8 de mar. de 2021

Uma Reflexão sobre Saúde e Cultura

Ao constatarmos que estamos findando a primeira década do século XXI, que nasceu sob o signo do desenvolvimento cultural e tecnológico, custa-nos acreditar o quanto os aspectos culturais, notadamente os ligados aos preconceitos e ritos, ainda influenciam o imaginário de nosso povo. E esta realidade é muito nítida quando nos deparamos com as causas e curas das doenças que assolam o mundo moderno.

O livro de Susan Sontag, “Doença como Metáfora”, traz, em um texto de leitura fácil, a constatação desta realidade que, apesar de ser muito antiga, ainda é presente nos dias atuais, como restou provado pela comparação que a autora fez  entre a tuberculose e o câncer e o significado que cada uma destas doenças recebeu nas sociedades em que elas ocorreram de forma mais intensa.

Não é incomum, a origem do câncer ser atribuída a problemas de ordem emocional, isto fica muito claro, por exemplo, quando lemos o depoimento do ex-deputado federal Clodovil Hernandes, morto em março de 2009, que afirmou em sua última entrevista à revista “Quem” em 11 de março de 2007: “Câncer não é um castigo, fui eu mesmo que o coloquei em mim. Passei tanto tempo me sentindo culpado por ser homossexual, que isso foi crescendo dentro de mim.”.

Assim, muitas vezes as causas das doenças são atribuídas aos próprios pacientes, em um processo que Sontag chama de punitivo, uma vez que quando a sociedade dá um sentido à alguma doença é, normalmente, de cunho moralista, atribuindo a culpa pelo adoecimento ao próprio paciente. Por vezes, diante do diagnóstico de uma doença terminal, espera-se que o paciente tenha uma reação de superação, positiva diante da sentença que está sendo dada, isto é festejado e até, subliminarmente indicado. E, quando não ocorre assim, qualquer agravamento do estado de saúde é atribuído ao fator emocional, à impossibilidade do doente aceitar ou conviver com o diagnóstico.

Por outro lado, há o pensamento, não raro entre nós, que a fé e a auto-estima elevada podem contribuir, e às vezes até promover, a cura de doenças. Uma perspectiva, que de todo, não é ruim, uma vez que a esperança é sempre um motor para o doente, mas que pode levar alguns a desprezar as indicações médicas por se considerarem erroneamente curados, e, assim, abandonando os tratamentos adequados. Mais grave ainda é quando a cura esperada não vem e isto é atribuído à falta de fé, a não ser merecedor, ou ser um castigo divino. O que leva o doente a uma situação de maior vulnerabilidade ainda.

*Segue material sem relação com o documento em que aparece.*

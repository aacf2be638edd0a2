// SPDX-License-Identifier: Apache-2.0 OR MIT
// Copyright (c) 2025-2026 naskel.com

//! Relational database backend for scarchive objects
//!
//! Stores data model objects as rows of one table per class and reads them
//! back through streaming iterators.
//!
//! # Features
//!
//! - **Flattened columns** -- embedded values become `<field>_<member>` columns
//! - **Object ids** -- every row carries an `_oid`, children point to their
//!   parent via `_parent_oid`
//! - **Id cache** -- ids of live objects are cached and pruned when the objects drop
//! - **Paged cursors** -- archive queries fetch rows in `_oid` order, a page at a time;
//!   custom queries keep their own order
//! - **Subtree writer** -- add, update or remove an object together with its children
//! - **Object cache** -- keeps recent public objects alive, loading misses from the database
//!
//! # Architecture
//!
//! ```text
//! DatabaseArchive
//! +-- RowCodec             (object <-> column map)
//! +-- ObjectIdCache        (object key -> _oid)
//! +-- DatabaseDriver       (SQLite, or any other implementation)
//!     +-- RowCursor        (streams result rows)
//! DatabaseIterator         (rows -> objects, shared between copies)
//! DatabaseObjectWriter     (applies one operation to a subtree)
//! PublicObjectCache        (publicID -> object, registry first, then database)
//! ```
//!
//! # Example
//!
//! ```ignore
//! use scarchive::datamodel::ARRIVAL_TYPE;
//! use scarchive_database::{DatabaseArchive, DatabaseConfig, DatabaseObjectWriter};
//!
//! let config = DatabaseConfig::builder().source("events.db").build();
//! let mut db = DatabaseArchive::open(&config)?;
//! DatabaseObjectWriter::new(&mut db).write(&origin, "EventParameters");
//!
//! for arrival in db.get_objects("Origin/1", &ARRIVAL_TYPE, false) {
//!     println!("{:?}", arrival);
//! }
//! ```

pub mod archive;
pub mod cache;
mod codec;
pub mod config;
pub mod driver;
pub mod iterator;
pub mod object_cache;
pub mod schema;
pub mod sqlite;
pub mod writer;

pub use archive::DatabaseArchive;
pub use cache::ObjectIdCache;
pub use codec::{format_db_time, parse_db_bool};
pub use config::{DatabaseConfig, DatabaseConfigBuilder};
pub use driver::{DatabaseDriver, Oid, Row, RowCursor, SqlValue, INVALID_OID};
pub use iterator::DatabaseIterator;
pub use object_cache::{CachePolicy, PopCallback, PublicObjectCache};
pub use sqlite::SqliteDriver;
pub use writer::DatabaseObjectWriter;
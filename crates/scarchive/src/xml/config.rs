// SPDX-License-Identifier: Apache-2.0 OR MIT
// Copyright (c) 2025-2026 naskel.com

//! XML archive configuration.

use crate::archive::Version;
use serde::{Deserialize, Serialize};

/// Default root element of archive documents.
pub const DEFAULT_ROOT_NAME: &str = "seiscomp";

/// Namespace URI prefix; the schema version `M.m` is appended on write.
pub const DEFAULT_NAMESPACE_BASE: &str = "http://geofon.gfz-potsdam.de/ns/seiscomp3-schema/";

/// Stream codec wrapped around the document.
#[derive(Debug, Clone, Copy, Default, PartialEq, Eq, Serialize, Deserialize)]
#[serde(rename_all = "lowercase")]
pub enum Compression {
    #[default]
    None,
    Zlib,
    Gzip,
}

/// XML archive configuration.
#[derive(Debug, Clone, PartialEq, Serialize, Deserialize)]
pub struct XmlArchiveConfig {
    /// Name of the enclosing root element (default: seiscomp)
    #[serde(default = "default_root_name")]
    pub root_name: String,

    /// Namespace base URI
    #[serde(default = "default_namespace_base")]
    pub namespace_base: String,

    /// Codec applied on write. On read any codec enables magic byte detection.
    #[serde(default)]
    pub compression: Compression,

    /// Indent the written document
    #[serde(default)]
    pub formatted: bool,

    /// Separator of list items (default: space)
    #[serde(default = "default_list_delimiter")]
    pub list_delimiter: char,

    /// Write the root element. Without it the first object becomes the
    /// document element.
    #[serde(default = "default_true")]
    pub header: bool,

    /// Schema version written instead of the data model version
    #[serde(default)]
    pub version: Option<Version>,
}

fn default_root_name() -> String {
    DEFAULT_ROOT_NAME.to_string()
}

fn default_namespace_base() -> String {
    DEFAULT_NAMESPACE_BASE.to_string()
}

fn default_list_delimiter() -> char {
    ' '
}

fn default_true() -> bool {
    true
}

impl Default for XmlArchiveConfig {
    fn default() -> Self {
        Self {
            root_name: default_root_name(),
            namespace_base: default_namespace_base(),
            compression: Compression::None,
            formatted: false,
            list_delimiter: default_list_delimiter(),
            header: true,
            version: None,
        }
    }
}

impl XmlArchiveConfig {
    pub fn with_root_name(mut self, name: &str) -> Self {
        self.root_name = name.to_string();
        self
    }

    pub fn with_namespace_base(mut self, base: &str) -> Self {
        self.namespace_base = base.to_string();
        self
    }

    pub fn with_compression(mut self, compression: Compression) -> Self {
        self.compression = compression;
        self
    }

    pub fn formatted(mut self, enable: bool) -> Self {
        self.formatted = enable;
        self
    }

    pub fn with_list_delimiter(mut self, delimiter: char) -> Self {
        self.list_delimiter = delimiter;
        self
    }

    pub fn with_header(mut self, header: bool) -> Self {
        self.header = header;
        self
    }

    /// Force the schema version written to new documents.
    pub fn with_version(mut self, version: Version) -> Self {
        self.version = Some(version);
        self
    }
}

#[cfg(test)]
mod tests {
    use super::*;

    #[test]
    fn test_defaults() {
        let config = XmlArchiveConfig::default();
        assert_eq!(config.root_name, "seiscomp");
        assert_eq!(config.compression, Compression::None);
        assert_eq!(config.list_delimiter, ' ');
        assert!(config.header && !config.formatted);
        assert!(config.version.is_none());
    }

    #[test]
    fn test_builder() {
        let config = XmlArchiveConfig::default()
            .with_root_name("catalog")
            .with_compression(Compression::Gzip)
            .formatted(true)
            .with_version(Version::new(0, 10));
        assert_eq!(config.root_name, "catalog");
        assert_eq!(config.compression, Compression::Gzip);
        assert!(config.formatted);
        assert_eq!(config.version, Some(Version::new(0, 10)));
    }
}
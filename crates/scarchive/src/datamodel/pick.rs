// SPDX-License-Identifier: Apache-2.0 OR MIT
// Copyright (c) 2025-2026 naskel.com

use super::children::{self, Owner};
use super::{
    version_supported, Comment, CommentIndex, CreationInfo, EvaluationMode, EventParameters,
    PickOnset, RealQuantity, TimeQuantity,
};
use crate::archive::{Archive, Hint};
use crate::meta::{MetaObject, MetaProperty};
use crate::object::{
    BaseObject, Class, Object, ObjectCore, ObjectRef, ObjectRegistry, ObjectType,
    PublicObjectCore, PUBLIC_OBJECT_TYPE,
};
use crate::rtti::Rtti;
use parking_lot::RwLock;
use std::any::Any;
use std::sync::{Arc, OnceLock};

pub static PICK_TYPE: Rtti = Rtti::new("Pick", Some(&PUBLIC_OBJECT_TYPE));

#[derive(Debug, Clone, Default, PartialEq)]
struct Attributes {
    time: TimeQuantity,
    filter_id: String,
    method_id: String,
    backazimuth: Option<RealQuantity>,
    onset: Option<PickOnset>,
    phase_hint: Option<String>,
    evaluation_mode: Option<EvaluationMode>,
    creation_info: Option<CreationInfo>,
}

/// Phase arrival time measured on a waveform.
pub struct Pick {
    core: ObjectCore,
    public: PublicObjectCore,
    attrs: Attributes,
    comments: Vec<Arc<RwLock<Comment>>>,
}

public_constructors!(Pick);

impl Pick {
    pub fn time(&self) -> &TimeQuantity {
        &self.attrs.time
    }

    pub fn set_time(&mut self, time: TimeQuantity) {
        self.attrs.time = time;
    }

    pub fn filter_id(&self) -> &str {
        &self.attrs.filter_id
    }

    pub fn set_filter_id(&mut self, filter_id: &str) {
        self.attrs.filter_id = filter_id.to_string();
    }

    pub fn method_id(&self) -> &str {
        &self.attrs.method_id
    }

    pub fn set_method_id(&mut self, method_id: &str) {
        self.attrs.method_id = method_id.to_string();
    }

    pub fn backazimuth(&self) -> Option<&RealQuantity> {
        self.attrs.backazimuth.as_ref()
    }

    pub fn set_backazimuth(&mut self, backazimuth: Option<RealQuantity>) {
        self.attrs.backazimuth = backazimuth;
    }

    pub fn onset(&self) -> Option<PickOnset> {
        self.attrs.onset
    }

    pub fn set_onset(&mut self, onset: Option<PickOnset>) {
        self.attrs.onset = onset;
    }

    pub fn phase_hint(&self) -> Option<&str> {
        self.attrs.phase_hint.as_deref()
    }

    pub fn set_phase_hint(&mut self, phase_hint: Option<String>) {
        self.attrs.phase_hint = phase_hint;
    }

    pub fn evaluation_mode(&self) -> Option<EvaluationMode> {
        self.attrs.evaluation_mode
    }

    pub fn set_evaluation_mode(&mut self, mode: Option<EvaluationMode>) {
        self.attrs.evaluation_mode = mode;
    }

    pub fn creation_info(&self) -> Option<&CreationInfo> {
        self.attrs.creation_info.as_ref()
    }

    pub fn set_creation_info(&mut self, info: Option<CreationInfo>) {
        self.attrs.creation_info = info;
    }

    pub fn comment_count(&self) -> usize {
        self.comments.len()
    }

    pub fn comment(&self, i: usize) -> Option<Arc<RwLock<Comment>>> {
        self.comments.get(i).cloned()
    }

    pub fn find_comment(&self, index: &CommentIndex) -> Option<Arc<RwLock<Comment>>> {
        self.comments
            .iter()
            .find(|comment| comment.read().index() == index)
            .cloned()
    }

    /// Add a detached comment. Fails when the comment has a parent or a
    /// comment with the same index is already present.
    pub fn add_comment(&mut self, comment: Arc<RwLock<Comment>>) -> bool {
        let index = {
            let guard = comment.read();
            if guard.core().has_parent() {
                log::error!("Pick::add(Comment) -> element has already a parent");
                return false;
            }
            guard.index().clone()
        };
        if self.find_comment(&index).is_some() {
            log::error!(
                "Pick::add(Comment) -> an element with the same index has been added already"
            );
            return false;
        }
        children::adopt(Owner::new(&self.core, &self.public), &mut self.comments, comment);
        true
    }

    pub fn remove_comment(&mut self, comment: &Arc<RwLock<Comment>>) -> bool {
        let context = "Pick::remove(Comment)";
        let Some(i) = children::position_of(&self.core, &self.comments, comment, context) else {
            return false;
        };
        children::release(Owner::new(&self.core, &self.public), &mut self.comments, i)
    }

    pub fn remove_comment_at(&mut self, i: usize) -> bool {
        children::release(Owner::new(&self.core, &self.public), &mut self.comments, i)
    }

    pub fn remove_comment_by_index(&mut self, index: &CommentIndex) -> bool {
        match self.find_comment(index) {
            Some(comment) => self.remove_comment(&comment),
            None => false,
        }
    }
}

impl BaseObject for Pick {
    fn rtti(&self) -> &'static Rtti {
        &PICK_TYPE
    }

    fn meta(&self) -> &'static MetaObject {
        Self::meta_object()
    }

    fn serialize(&mut self, ar: &mut dyn Archive) {
        if !version_supported(ar, "Pick") {
            return;
        }
        self.public.serialize(ar, "Pick");
        if !ar.success() {
            return;
        }

        let attrs = &mut self.attrs;
        ar.field("time", &mut attrs.time, Hint::NONE.static_type().element().mandatory());
        ar.field("filterID", &mut attrs.filter_id, Hint::NONE.element());
        ar.field("methodID", &mut attrs.method_id, Hint::NONE.element());
        ar.field("backazimuth", &mut attrs.backazimuth, Hint::NONE.static_type().element());
        ar.field("onset", &mut attrs.onset, Hint::NONE.element());
        ar.field("phaseHint", &mut attrs.phase_hint, Hint::NONE.static_type().element());
        ar.field("evaluationMode", &mut attrs.evaluation_mode, Hint::NONE.element());
        ar.field("creationInfo", &mut attrs.creation_info, Hint::NONE.static_type().element());

        if ar.hint().ignore_children {
            return;
        }
        let read = ar.children("comment", &self.comments, Hint::NONE.static_type());
        for comment in read {
            self.add_comment(comment);
        }
    }

    fn clone_box(&self) -> Box<dyn BaseObject> {
        Box::new(Self {
            core: ObjectCore::detached(self.core.registry()),
            public: self.public.detached_copy(),
            attrs: self.attrs.clone(),
            comments: Vec::new(),
        })
    }

    fn equals(&self, other: &dyn BaseObject) -> bool {
        other
            .as_any()
            .downcast_ref::<Self>()
            .is_some_and(|other| self.attrs == other.attrs)
    }

    fn as_any(&self) -> &dyn Any {
        self
    }

    fn as_any_mut(&mut self) -> &mut dyn Any {
        self
    }

    fn public_core(&self) -> Option<&PublicObjectCore> {
        Some(&self.public)
    }

    fn public_core_mut(&mut self) -> Option<&mut PublicObjectCore> {
        Some(&mut self.public)
    }
}

impl Class for Pick {
    fn type_info() -> &'static Rtti {
        &PICK_TYPE
    }

    fn meta_object() -> &'static MetaObject {
        static META: OnceLock<MetaObject> = OnceLock::new();
        META.get_or_init(|| {
            MetaObject::new(&PICK_TYPE, Some(PublicObjectCore::meta()))
                .with_property(
                    MetaProperty::simple::<Self, TimeQuantity>(
                        "time",
                        "TimeQuantity",
                        |p| p.attrs.time.clone(),
                        |p, v| p.attrs.time = v,
                    )
                    .with_hint(Hint::NONE.static_type().element().mandatory()),
                )
                .with_property(
                    MetaProperty::simple::<Self, String>(
                        "filterID",
                        "string",
                        |p| p.attrs.filter_id.clone(),
                        |p, v| p.attrs.filter_id = v,
                    )
                    .with_hint(Hint::NONE.element()),
                )
                .with_property(
                    MetaProperty::simple::<Self, String>(
                        "methodID",
                        "string",
                        |p| p.attrs.method_id.clone(),
                        |p, v| p.attrs.method_id = v,
                    )
                    .with_hint(Hint::NONE.element()),
                )
                .with_property(
                    MetaProperty::simple::<Self, Option<RealQuantity>>(
                        "backazimuth",
                        "RealQuantity",
                        |p| p.attrs.backazimuth.clone(),
                        |p, v| p.attrs.backazimuth = v,
                    )
                    .with_hint(Hint::NONE.static_type().element()),
                )
                .with_property(
                    MetaProperty::enumeration::<Self, PickOnset>(
                        "onset",
                        |p| p.attrs.onset,
                        |p, v| p.attrs.onset = v,
                    )
                    .with_hint(Hint::NONE.element()),
                )
                .with_property(
                    MetaProperty::simple::<Self, Option<String>>(
                        "phaseHint",
                        "string",
                        |p| p.attrs.phase_hint.clone(),
                        |p, v| p.attrs.phase_hint = v,
                    )
                    .with_hint(Hint::NONE.element()),
                )
                .with_property(
                    MetaProperty::enumeration::<Self, EvaluationMode>(
                        "evaluationMode",
                        |p| p.attrs.evaluation_mode,
                        |p, v| p.attrs.evaluation_mode = v,
                    )
                    .with_hint(Hint::NONE.element()),
                )
                .with_property(
                    MetaProperty::simple::<Self, Option<CreationInfo>>(
                        "creationInfo",
                        "CreationInfo",
                        |p| p.attrs.creation_info.clone(),
                        |p, v| p.attrs.creation_info = v,
                    )
                    .with_hint(Hint::NONE.static_type().element()),
                )
                .with_property(MetaProperty::array::<Self, Comment>(
                    "comment",
                    Self::comment_count,
                    Self::comment,
                    Self::add_comment,
                    Self::remove_comment_at,
                ))
        })
    }
}

impl Object for Pick {
    fn core(&self) -> &ObjectCore {
        &self.core
    }

    fn core_mut(&mut self) -> &mut ObjectCore {
        &mut self.core
    }

    fn children(&self) -> Vec<ObjectRef> {
        self.comments.iter().cloned().map(ObjectRef::new).collect()
    }

    fn assign(&mut self, other: &dyn Object) -> bool {
        let Some(other) = other.as_any().downcast_ref::<Self>() else {
            return false;
        };
        self.public.assign_from(&other.public);
        self.attrs = other.attrs.clone();
        true
    }

    fn update_child(&mut self, child: &dyn Object) -> bool {
        let Some(source) = child.as_any().downcast_ref::<Comment>() else {
            return false;
        };
        match self.find_comment(source.index()) {
            Some(target) => children::update_in_place(self.public.public_id(), &target, child),
            None => false,
        }
    }

    fn index_matches(&self, other: &dyn Object) -> bool {
        other
            .as_any()
            .downcast_ref::<Self>()
            .is_some_and(|other| self.public == other.public)
    }
}

impl ObjectType for Pick {
    fn instantiate(registry: &Arc<ObjectRegistry>) -> Arc<RwLock<Self>> {
        Arc::new_cyclic(|this| {
            let core = ObjectCore::new::<Self>(registry, this);
            let public = PublicObjectCore::new(registry, core.weak_this().cloned());
            RwLock::new(Self {
                core,
                public,
                attrs: Attributes::default(),
                comments: Vec::new(),
            })
        })
    }

    fn attach_to(this: &Arc<RwLock<Self>>, parent: &ObjectRef) -> bool {
        match parent.downcast::<EventParameters>() {
            Some(ep) => ep.write().add_pick(this.clone()),
            None => {
                log::error!("Pick::attach_to({}) -> wrong class type", parent.class_name());
                false
            }
        }
    }

    fn detach_from(this: &Arc<RwLock<Self>>, parent: &ObjectRef) -> bool {
        let Some(ep) = parent.downcast::<EventParameters>() else {
            log::error!("Pick::detach_from({}) -> wrong class type", parent.class_name());
            return false;
        };
        let (linked, public_id) = {
            let guard = this.read();
            (
                guard.core.parent_key() == Some(parent.key()),
                guard.public.public_id().to_string(),
            )
        };
        let mut ep = ep.write();
        if linked {
            return ep.remove_pick(this);
        }
        match ep.find_pick(&public_id) {
            Some(pick) => ep.remove_pick(&pick),
            None => false,
        }
    }
}

impl Drop for Pick {
    fn drop(&mut self) {
        children::orphan_all(&self.comments);
    }
}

Considerando sobre esses aspectos, tanto a origem da enfermidade quanto a sua cura, passariam pelas mãos do enfermo. Desta maneira, ele teria o dom de adoecer e curar-se. Com este raciocínio, levamos os que se encontram doentes a uma situação de sentirem-se, muitas vezes, incapazes de promover seu próprio restabelecimento.

A doença, na sociedade humana, não é apenas um estado fisiológico, uma disfunção orgânica ou o ataque de agentes patológicos, mas é muito mais. Envolve o conceito de estima, de sensibilidade, de vulnerabilidade. Assim o enfermo, além de ver-se envolvido com exames, dores, remédios e limitações físicas, ainda tem a seu desfavor a obrigação pela busca interna por melhora física e emocional, e a culpa de ter, de uma maneira ou de outra, desencadeado um processo de auto-sabotagem.

Não estamos pregando que o conforto da fé, o estímulo ao bem-estar emocional e a busca da superação psicológica do doente devam desaparecer, mas parece-nos até desumano que certos fatores de causa e cura das doenças caiam sobre os ombros dos que as portam.

Em um momento em que vivemos a valorização dos direitos à dignidade humana, e buscamos a melhoria de vida das pessoas em um Estado democrático e plural, os portadores de doenças devem ser protegidos, e minimizados, tanto os danos gerados por fatores decorrentes da doença da qual são vítimas, quanto os danos ocasionados pela representação social que a mesma gera.

 (Escrito para o Curso de Especialização em Bioética e Direitos Humanos em maio de 2009)

 

Referências:

SONTAG, Susan. Doença como metáfora. Rio de Janeiro: Edições Graal, 1984

Revista Quem, de 11 de março de 2007.